The basic problem here is not really a problem with term comparison.

There are two ways of looking at these variables (A,B,C,D,E).

(1) Since the variables are really "copies" of the original X,Y,
    we should have delayed until X and Y were sufficiently instantiated
    to ensure that duplicate elimination never had to compare a variable
    with a variable.  In this view, the mistake is returning any answer
    at all:  if we were to say
	| ?- all_solutions(a(X,Y), a(X,Y), S), X=foo, Y=baz.
    the answer should be S=[a(foo,baz)].

(2) The other view is that the variables which came back are METAVARIABLES,
    and the list S is really at the meta-level:
	is_a_solution(X) <-> (exists E) member(E, S) & instance_of(X, E)
    In this view, the set S *really* means
	[a($1,$1),a($1,$2),a(a,b)]
    But note that in order to reduce redundancy, we should not just drop
    an element E when it is *equivalent to* another element of S, but we
    should also drop E if it is *subsumed by* another element of S.
    That is to say, a($1,$1) should ALSO be dropped, and a non-redundant
    result is [a($1,$2),a(a,b)].

Note that in neither case do we have any reason to retain a(E,E).
Since a(p,p) is an instance of both a($1,$1) and a($1,$2), it is
implicitly present *twice* in [a(A,B),a(E,E),a(a,b)].  If we are
willing to tolerate that, we have lost our excuse for demanding
that a(C,D) be deleted.

Van Roy's proposal (which I heard a couple of days before from Herve'
Touati) is simply to compare terms by comparing "standardised"
alphabetic variants of them.

>Structural comparison is easy to implement.  One possibility is to instantiate
>all variables in each term temporarily to unique atoms in a sequence, do a
>term comparison between the resulting ground terms, and then uninstantiate the
>variables.

Note that you have to standardise the terms *separately*, because they
might share variables.  {Instead of van Roy's "inst_vars/2", you would
do well to use number_vars/3, which binds variables to '$VAR'(Int) terms.}

Note that the desired effect can be obtained for the special case of
setof/3 by doing

	touati_setof(Template, Generator, Set) :-
		quantify_and_number(Generator, Template, Goal),
		bagof(Template, Goal, Bag),
		sort(Bag, Temp),
		varnumbers_list(Temp, Set).

	quantify_and_number(Q^Generator, Template, Q^Goal) :- !,
		quantify_and_number(Generator, Template, Goal).
	quantify_and_number(Goal, Template, N^(Goal,numbervars(Template,0,N))).

	varnumbers_list([], []).
	varnumbers_list([T|Ts], [S|Ss]) :-
		varnumbers(T, S),
		varnumbers_list(Ts, Ss).

where varnumbers/2 is an inverse of numbervars(_, 0, _).  The query
	| ?- touati_setof(a(X,Y), a(X,Y), S).
gave	S = [a(a,b),a(A,A),a(B,C)]
as the answer, with X and Y still unbound.

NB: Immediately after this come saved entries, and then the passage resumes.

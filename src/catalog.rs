//! Device catalog: enumeration and opening of attached HID interfaces
//!
//! The catalog only reports *existence* of candidate interfaces; it never
//! retains handles across calls. Enumeration failure (driver/service
//! unavailable) is an [`EnumerationError`], which the session treats as
//! "no devices found", not as fatal.

use std::ffi::CString;

use async_trait::async_trait;
use hidapi::HidApi;
use parking_lot::Mutex;
use tracing::{debug, info};

use crate::descriptor;
use crate::error::{EnumerationError, TransferError};
use crate::types::{DeviceCapabilities, DeviceIdentity, DevicePath};
use crate::{Access, RawDevice};

/// Source of candidate devices and opener of handles.
///
/// The production implementation is [`HidApiCatalog`]; tests substitute mock
/// catalogs behind this trait.
#[async_trait]
pub trait DeviceCatalog: Send + Sync {
    /// List path identifiers for every currently attached device exposing
    /// the target interface class. Safe to call repeatedly; holds no handles.
    async fn enumerate(&self) -> Result<Vec<DevicePath>, EnumerationError>;

    /// Open a handle to one path. `Access::Inspect` requests no exclusive
    /// access so that system-reserved devices (keyboards, mice) can still be
    /// identified; `Access::ReadWrite` requests report exchange access.
    async fn open(
        &self,
        path: &DevicePath,
        access: Access,
    ) -> Result<Box<dyn RawDevice>, TransferError>;
}

/// hidapi-backed catalog for the HID interface class.
pub struct HidApiCatalog {
    /// Optional (usage page, usage) interface filter. Composite devices
    /// expose several HID interfaces under the same VID/PID; the filter
    /// selects the vendor one.
    usage_filter: Option<(u16, u16)>,
}

impl Default for HidApiCatalog {
    fn default() -> Self {
        Self::new()
    }
}

impl HidApiCatalog {
    pub fn new() -> Self {
        Self { usage_filter: None }
    }

    /// Restrict enumeration to interfaces with the given usage page/usage.
    pub fn with_usage_filter(usage_page: u16, usage: u16) -> Self {
        Self {
            usage_filter: Some((usage_page, usage)),
        }
    }

    /// Build from session configuration, honoring its usage filter.
    pub fn from_config(config: &crate::config::SessionConfig) -> Self {
        match config.usage_filter {
            Some((page, usage)) => Self::with_usage_filter(page, usage),
            None => Self::new(),
        }
    }

    fn matches_filter(&self, info: &hidapi::DeviceInfo) -> bool {
        match self.usage_filter {
            Some((page, usage)) => info.usage_page() == page && info.usage() == usage,
            None => true,
        }
    }
}

#[async_trait]
impl DeviceCatalog for HidApiCatalog {
    async fn enumerate(&self) -> Result<Vec<DevicePath>, EnumerationError> {
        let api = HidApi::new()?;
        let mut paths = Vec::new();
        for info in api.device_list() {
            if !self.matches_filter(info) {
                continue;
            }
            let path = info.path().to_string_lossy().to_string();
            debug!(
                "candidate: VID={:04X} PID={:04X} path={}",
                info.vendor_id(),
                info.product_id(),
                path
            );
            paths.push(DevicePath(path));
        }
        info!("enumerated {} candidate interfaces", paths.len());
        Ok(paths)
    }

    async fn open(
        &self,
        path: &DevicePath,
        access: Access,
    ) -> Result<Box<dyn RawDevice>, TransferError> {
        let api = HidApi::new().map_err(TransferError::from)?;
        let cpath = CString::new(path.as_str())
            .map_err(|_| TransferError::Faulted(format!("device path contains NUL: {path}")))?;
        let device = api.open_path(&cpath)?;

        let info = device.get_device_info()?;
        let identity = DeviceIdentity {
            vendor_id: info.vendor_id(),
            product_id: info.product_id(),
        };

        // The descriptor read is an ioctl needing no exclusive access, so
        // capabilities are available on Inspect handles too.
        // hidapi caps descriptors at 4096 bytes (HID_API_MAX_REPORT_DESCRIPTOR_SIZE).
        let mut buf = [0u8; 4096];
        let len = device.get_report_descriptor(&mut buf)?;
        let layout = descriptor::scan(&buf[..len]);

        debug!("opened {} ({:?}) as {}", path, access, identity);
        Ok(Box::new(HidApiDevice {
            device: Mutex::new(device),
            identity,
            layout,
        }))
    }
}

/// One open hidapi handle, exclusively owned by its holder.
///
/// hidapi serializes per-device access internally but the binding is kept
/// behind a mutex; interrupt reads poll with a short timeout and release the
/// lock between polls, so writes interleave with at most one poll interval
/// of added latency.
struct HidApiDevice {
    device: Mutex<hidapi::HidDevice>,
    identity: DeviceIdentity,
    layout: descriptor::ReportLayout,
}

impl RawDevice for HidApiDevice {
    fn identity(&self) -> Result<DeviceIdentity, TransferError> {
        Ok(self.identity)
    }

    fn capabilities(&self) -> Result<DeviceCapabilities, TransferError> {
        Ok(self.layout.capabilities)
    }

    fn flush_input_queue(&self) -> Result<(), TransferError> {
        // Drain whatever the driver queued before we bound. Bounded so a
        // chattering device cannot trap us here.
        let device = self.device.lock();
        let mut buf = [0u8; 256];
        for _ in 0..64 {
            match device.read_timeout(&mut buf, 0) {
                Ok(0) => break,
                Ok(_) => continue,
                Err(e) => return Err(e.into()),
            }
        }
        Ok(())
    }

    fn get_feature_report(&self, buf: &mut [u8]) -> Result<usize, TransferError> {
        Ok(self.device.lock().get_feature_report(buf)?)
    }

    fn send_feature_report(&self, buf: &[u8]) -> Result<(), TransferError> {
        Ok(self.device.lock().send_feature_report(buf)?)
    }

    fn get_input_report(&self, buf: &mut [u8]) -> Result<usize, TransferError> {
        Ok(self.device.lock().get_input_report(buf)?)
    }

    fn send_output_report_control(&self, buf: &[u8]) -> Result<(), TransferError> {
        // hidraw routes writes over the interrupt OUT pipe when the device
        // has one and falls back to a control SET_REPORT otherwise; the
        // distinction lives in the kernel, not in this call.
        self.device.lock().write(buf)?;
        Ok(())
    }

    fn read_interrupt(&self, buf: &mut [u8], timeout_ms: i32) -> Result<usize, TransferError> {
        let numbered = self.layout.numbered;
        let device = self.device.lock();
        if numbered {
            Ok(device.read_timeout(buf, timeout_ms)?)
        } else {
            // Devices without report IDs deliver bare payloads; model the
            // report-ID byte of 0 the wire contract promises.
            let n = device.read_timeout(&mut buf[1..], timeout_ms)?;
            if n == 0 {
                return Ok(0);
            }
            buf[0] = 0;
            Ok(n + 1)
        }
    }

    fn write_interrupt(&self, buf: &[u8]) -> Result<usize, TransferError> {
        Ok(self.device.lock().write(buf)?)
    }

    fn is_alive(&self) -> bool {
        self.device.lock().get_product_string().is_ok()
    }
}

>Some comments about this method:
>	2. Two terms that are equal will still be equal if they are unified
>	   together.
>	3. Two terms that are equal can become unequal if one of them becomes
>	   more instantiated.  This is never true for ==.

Note that unifying two terms which are alphabetic variants of each other
can change the relative order of two OTHER terms.  
Part of sort/2 looks like this:

sort(2, [X,Y|Rest], Answer, Rest) :- !,
	compare(R, X, Y),
	sort2(R, X, Y, Answer).

sort2(<, X, Y, [X,Y]).
sort2(>, X, Y, [Y,X]).
sort2(=, X, X, [X]).		<-----

The last clause may indifferently be written sort2(=, X, X, [X]),
sort(=, X, _, [X]), or sort(=, _, X, [X]), because with the standard
ordering, unifying two identical terms has no effect.  With the
"alphabetic variant" ordering, unifying term equivalent terms may
change the relative order of OTHER terms, so it MUST NOT be done by
sort/2.  So one of the other alternative versions of the last clause
must be used.  But there are two choices, and they yield distinguishable
results.

Note also that maintaining two binding environments during term
comparison (should there be any variables which have to be compared)
is intrinsically more costly than maintaining none.